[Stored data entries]
::::::
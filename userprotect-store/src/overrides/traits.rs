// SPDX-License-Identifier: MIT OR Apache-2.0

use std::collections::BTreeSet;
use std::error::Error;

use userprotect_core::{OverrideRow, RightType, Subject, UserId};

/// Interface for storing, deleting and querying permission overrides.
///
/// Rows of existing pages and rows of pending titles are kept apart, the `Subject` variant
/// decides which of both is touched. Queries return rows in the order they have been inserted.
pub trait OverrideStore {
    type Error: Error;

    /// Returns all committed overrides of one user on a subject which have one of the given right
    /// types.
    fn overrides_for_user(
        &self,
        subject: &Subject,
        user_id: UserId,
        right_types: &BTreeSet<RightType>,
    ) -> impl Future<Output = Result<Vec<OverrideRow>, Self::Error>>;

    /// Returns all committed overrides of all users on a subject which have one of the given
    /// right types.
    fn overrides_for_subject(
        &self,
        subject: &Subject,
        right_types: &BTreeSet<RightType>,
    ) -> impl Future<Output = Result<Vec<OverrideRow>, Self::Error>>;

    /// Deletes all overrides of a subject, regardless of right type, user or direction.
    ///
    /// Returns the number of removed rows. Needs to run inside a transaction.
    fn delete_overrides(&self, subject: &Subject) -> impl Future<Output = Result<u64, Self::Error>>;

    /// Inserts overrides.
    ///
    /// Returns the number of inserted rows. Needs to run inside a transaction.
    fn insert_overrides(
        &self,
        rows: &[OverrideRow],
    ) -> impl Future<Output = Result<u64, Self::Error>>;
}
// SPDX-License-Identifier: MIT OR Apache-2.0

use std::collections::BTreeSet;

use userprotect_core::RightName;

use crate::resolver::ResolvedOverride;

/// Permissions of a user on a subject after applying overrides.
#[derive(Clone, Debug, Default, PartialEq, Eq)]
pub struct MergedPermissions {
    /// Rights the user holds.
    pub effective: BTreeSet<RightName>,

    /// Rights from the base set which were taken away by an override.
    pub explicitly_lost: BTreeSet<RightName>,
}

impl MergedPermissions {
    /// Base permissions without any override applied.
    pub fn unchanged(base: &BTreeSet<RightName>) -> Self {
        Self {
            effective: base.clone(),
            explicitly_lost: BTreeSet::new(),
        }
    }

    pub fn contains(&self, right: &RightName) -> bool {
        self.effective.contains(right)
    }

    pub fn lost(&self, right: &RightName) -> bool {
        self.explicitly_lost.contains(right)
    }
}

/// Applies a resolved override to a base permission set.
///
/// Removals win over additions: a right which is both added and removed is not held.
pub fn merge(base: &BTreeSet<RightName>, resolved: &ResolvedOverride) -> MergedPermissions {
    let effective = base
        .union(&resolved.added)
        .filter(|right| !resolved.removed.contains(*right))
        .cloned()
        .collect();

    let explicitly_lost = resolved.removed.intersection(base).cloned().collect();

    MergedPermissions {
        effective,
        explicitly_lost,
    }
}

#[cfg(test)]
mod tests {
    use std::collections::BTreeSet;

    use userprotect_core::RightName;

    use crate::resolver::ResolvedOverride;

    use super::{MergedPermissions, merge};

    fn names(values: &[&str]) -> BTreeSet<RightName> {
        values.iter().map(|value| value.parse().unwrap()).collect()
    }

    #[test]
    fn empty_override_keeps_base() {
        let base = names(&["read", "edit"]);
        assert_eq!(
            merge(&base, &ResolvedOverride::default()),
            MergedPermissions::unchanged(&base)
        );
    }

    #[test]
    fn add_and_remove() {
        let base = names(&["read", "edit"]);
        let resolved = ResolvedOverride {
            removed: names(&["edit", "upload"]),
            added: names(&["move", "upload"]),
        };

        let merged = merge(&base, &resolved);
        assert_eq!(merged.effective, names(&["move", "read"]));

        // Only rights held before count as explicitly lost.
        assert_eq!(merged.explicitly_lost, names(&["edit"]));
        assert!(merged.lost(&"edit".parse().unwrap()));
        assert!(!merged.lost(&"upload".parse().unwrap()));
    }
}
::::::
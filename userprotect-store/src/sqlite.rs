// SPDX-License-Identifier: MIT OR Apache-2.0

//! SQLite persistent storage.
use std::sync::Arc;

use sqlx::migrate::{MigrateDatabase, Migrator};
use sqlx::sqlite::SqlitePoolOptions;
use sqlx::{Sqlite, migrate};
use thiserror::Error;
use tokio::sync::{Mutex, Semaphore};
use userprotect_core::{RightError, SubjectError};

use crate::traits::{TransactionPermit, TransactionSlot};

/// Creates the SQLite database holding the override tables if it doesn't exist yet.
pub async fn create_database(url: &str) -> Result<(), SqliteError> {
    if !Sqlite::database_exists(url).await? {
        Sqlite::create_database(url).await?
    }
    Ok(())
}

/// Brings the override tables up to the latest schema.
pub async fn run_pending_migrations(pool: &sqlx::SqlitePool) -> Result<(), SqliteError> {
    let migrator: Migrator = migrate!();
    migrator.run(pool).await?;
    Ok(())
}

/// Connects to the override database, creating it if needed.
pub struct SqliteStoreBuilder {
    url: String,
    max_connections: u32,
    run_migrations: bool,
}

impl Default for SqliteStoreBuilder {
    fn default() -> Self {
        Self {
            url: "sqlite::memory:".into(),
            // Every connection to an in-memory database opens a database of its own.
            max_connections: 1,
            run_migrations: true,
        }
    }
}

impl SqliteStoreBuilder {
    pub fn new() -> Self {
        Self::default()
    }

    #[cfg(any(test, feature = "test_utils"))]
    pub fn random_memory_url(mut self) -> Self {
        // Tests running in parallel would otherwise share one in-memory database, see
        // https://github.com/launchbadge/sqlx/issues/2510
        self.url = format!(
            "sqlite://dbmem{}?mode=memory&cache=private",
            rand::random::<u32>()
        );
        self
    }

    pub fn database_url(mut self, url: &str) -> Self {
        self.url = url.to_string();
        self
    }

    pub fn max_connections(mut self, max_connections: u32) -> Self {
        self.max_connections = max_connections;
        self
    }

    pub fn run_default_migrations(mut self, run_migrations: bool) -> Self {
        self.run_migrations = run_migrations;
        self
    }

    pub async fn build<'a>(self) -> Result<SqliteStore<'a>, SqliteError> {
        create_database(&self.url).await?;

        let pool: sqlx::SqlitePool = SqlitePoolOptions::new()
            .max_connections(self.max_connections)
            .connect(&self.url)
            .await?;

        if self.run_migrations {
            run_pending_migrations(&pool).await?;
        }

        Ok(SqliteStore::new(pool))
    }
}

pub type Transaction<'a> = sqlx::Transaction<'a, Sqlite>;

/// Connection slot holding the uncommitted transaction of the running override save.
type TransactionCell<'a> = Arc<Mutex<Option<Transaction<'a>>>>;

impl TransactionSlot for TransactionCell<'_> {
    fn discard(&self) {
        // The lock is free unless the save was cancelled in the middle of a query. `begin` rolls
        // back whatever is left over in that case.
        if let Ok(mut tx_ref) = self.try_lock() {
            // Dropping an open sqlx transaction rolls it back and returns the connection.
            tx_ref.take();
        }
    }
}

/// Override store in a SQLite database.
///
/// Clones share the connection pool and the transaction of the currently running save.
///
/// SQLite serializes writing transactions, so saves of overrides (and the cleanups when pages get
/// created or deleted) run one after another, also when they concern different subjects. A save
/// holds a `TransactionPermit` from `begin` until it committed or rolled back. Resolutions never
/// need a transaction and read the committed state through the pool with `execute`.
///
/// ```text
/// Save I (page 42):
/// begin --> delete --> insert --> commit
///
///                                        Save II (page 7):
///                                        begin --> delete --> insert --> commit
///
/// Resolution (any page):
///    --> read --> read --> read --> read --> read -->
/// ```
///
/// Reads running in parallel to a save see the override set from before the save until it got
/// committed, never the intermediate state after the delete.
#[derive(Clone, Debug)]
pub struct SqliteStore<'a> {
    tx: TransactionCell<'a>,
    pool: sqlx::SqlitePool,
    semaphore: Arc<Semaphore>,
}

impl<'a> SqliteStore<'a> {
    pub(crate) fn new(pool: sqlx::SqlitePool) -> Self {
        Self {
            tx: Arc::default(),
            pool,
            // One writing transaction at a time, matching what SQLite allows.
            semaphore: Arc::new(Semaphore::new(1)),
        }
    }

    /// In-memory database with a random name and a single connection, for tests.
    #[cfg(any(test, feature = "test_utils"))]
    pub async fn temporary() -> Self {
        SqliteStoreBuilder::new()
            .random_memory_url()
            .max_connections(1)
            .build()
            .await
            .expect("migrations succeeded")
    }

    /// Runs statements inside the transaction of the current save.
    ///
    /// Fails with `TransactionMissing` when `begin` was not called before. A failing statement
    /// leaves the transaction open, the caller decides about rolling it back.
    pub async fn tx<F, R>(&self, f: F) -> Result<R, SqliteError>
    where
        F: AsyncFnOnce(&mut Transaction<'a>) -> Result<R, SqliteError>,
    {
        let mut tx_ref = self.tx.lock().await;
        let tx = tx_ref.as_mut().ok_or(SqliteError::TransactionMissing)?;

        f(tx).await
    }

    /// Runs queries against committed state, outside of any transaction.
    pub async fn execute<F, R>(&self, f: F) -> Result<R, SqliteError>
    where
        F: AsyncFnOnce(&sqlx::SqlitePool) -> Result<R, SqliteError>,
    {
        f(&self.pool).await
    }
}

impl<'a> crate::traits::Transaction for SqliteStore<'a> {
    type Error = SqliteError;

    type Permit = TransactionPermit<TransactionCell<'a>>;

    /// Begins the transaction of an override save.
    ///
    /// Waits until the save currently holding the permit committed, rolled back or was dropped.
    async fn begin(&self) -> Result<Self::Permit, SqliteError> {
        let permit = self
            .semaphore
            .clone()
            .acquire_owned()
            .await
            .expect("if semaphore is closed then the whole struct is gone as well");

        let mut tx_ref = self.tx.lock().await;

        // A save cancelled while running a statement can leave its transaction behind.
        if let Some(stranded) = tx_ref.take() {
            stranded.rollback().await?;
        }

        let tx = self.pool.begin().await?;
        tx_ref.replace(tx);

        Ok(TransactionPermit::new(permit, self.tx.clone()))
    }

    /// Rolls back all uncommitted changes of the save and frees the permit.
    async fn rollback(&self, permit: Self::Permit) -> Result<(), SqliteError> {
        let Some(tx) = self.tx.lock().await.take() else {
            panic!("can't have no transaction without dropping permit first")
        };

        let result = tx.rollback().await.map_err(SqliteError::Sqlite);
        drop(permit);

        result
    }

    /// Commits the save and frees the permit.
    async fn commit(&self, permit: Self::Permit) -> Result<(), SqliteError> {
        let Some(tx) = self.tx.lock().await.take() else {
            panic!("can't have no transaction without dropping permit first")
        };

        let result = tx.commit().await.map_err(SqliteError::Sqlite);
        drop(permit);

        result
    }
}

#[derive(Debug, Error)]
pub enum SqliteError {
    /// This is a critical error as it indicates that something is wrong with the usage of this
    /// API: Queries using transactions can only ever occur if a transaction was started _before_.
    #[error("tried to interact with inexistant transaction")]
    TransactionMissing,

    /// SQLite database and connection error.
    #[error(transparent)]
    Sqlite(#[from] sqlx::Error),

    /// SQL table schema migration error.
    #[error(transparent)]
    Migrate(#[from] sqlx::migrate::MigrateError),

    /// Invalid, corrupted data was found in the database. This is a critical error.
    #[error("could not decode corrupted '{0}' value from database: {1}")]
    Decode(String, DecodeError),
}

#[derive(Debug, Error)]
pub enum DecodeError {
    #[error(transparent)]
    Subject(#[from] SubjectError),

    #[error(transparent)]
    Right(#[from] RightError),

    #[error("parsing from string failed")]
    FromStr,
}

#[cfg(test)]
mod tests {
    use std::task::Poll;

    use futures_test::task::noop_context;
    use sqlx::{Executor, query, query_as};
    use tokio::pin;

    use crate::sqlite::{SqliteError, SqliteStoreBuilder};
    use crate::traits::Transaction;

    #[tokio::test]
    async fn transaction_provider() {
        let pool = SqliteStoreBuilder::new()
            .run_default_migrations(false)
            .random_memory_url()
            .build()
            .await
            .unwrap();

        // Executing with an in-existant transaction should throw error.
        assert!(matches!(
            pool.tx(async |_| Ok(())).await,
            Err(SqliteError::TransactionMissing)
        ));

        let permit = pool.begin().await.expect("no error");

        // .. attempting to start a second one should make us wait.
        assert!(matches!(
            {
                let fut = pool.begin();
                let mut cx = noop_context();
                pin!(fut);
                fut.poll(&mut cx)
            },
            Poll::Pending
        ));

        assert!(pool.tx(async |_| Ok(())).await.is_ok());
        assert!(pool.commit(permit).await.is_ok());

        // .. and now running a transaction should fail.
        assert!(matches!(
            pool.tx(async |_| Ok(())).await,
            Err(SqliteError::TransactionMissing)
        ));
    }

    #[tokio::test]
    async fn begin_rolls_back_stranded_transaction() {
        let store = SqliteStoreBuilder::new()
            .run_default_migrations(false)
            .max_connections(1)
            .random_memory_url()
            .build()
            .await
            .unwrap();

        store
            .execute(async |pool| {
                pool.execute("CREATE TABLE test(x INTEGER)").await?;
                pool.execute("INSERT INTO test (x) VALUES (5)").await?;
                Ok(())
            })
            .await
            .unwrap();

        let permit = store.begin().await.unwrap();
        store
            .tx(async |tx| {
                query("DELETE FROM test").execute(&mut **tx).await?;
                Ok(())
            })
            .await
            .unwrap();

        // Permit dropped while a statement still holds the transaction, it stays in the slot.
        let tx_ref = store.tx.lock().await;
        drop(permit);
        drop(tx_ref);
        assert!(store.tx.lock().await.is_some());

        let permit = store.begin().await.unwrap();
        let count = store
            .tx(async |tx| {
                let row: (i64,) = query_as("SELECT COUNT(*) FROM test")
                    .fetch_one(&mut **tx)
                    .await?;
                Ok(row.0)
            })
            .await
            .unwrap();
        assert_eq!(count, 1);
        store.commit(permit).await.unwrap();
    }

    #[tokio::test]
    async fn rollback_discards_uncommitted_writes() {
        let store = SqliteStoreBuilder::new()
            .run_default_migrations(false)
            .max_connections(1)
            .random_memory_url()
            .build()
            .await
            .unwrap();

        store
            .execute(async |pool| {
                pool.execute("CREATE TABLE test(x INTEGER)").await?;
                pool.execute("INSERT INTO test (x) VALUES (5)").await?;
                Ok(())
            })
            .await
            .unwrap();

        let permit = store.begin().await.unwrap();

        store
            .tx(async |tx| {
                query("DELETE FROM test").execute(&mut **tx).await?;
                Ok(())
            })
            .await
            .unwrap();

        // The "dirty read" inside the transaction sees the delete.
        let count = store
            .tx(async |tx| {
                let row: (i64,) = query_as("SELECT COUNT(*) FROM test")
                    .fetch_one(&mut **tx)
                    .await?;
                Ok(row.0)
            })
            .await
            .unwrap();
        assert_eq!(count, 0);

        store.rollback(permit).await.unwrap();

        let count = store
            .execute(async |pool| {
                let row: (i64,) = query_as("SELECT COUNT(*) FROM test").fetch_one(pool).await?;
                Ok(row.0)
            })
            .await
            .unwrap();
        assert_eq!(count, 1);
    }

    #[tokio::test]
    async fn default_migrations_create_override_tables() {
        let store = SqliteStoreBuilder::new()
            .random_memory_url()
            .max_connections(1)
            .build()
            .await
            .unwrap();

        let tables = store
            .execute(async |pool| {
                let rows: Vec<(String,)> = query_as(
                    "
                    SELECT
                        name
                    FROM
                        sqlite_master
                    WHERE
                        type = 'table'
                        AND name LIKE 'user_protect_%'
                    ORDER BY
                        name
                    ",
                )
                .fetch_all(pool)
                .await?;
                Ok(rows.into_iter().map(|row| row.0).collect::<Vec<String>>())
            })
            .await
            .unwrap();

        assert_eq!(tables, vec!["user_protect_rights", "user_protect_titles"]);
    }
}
::::::
• [ABOUT THIS TASK]: Copy out every line of the data that includes "TransactionCell".

• [PROBLEM SOLUTION]:
type TransactionCell<'a> = Arc<Mutex<Option<Transaction<'a>>>>;
impl TransactionSlot for TransactionCell<'_> {
    tx: TransactionCell<'a>,
    type Permit = TransactionPermit<TransactionCell<'a>>;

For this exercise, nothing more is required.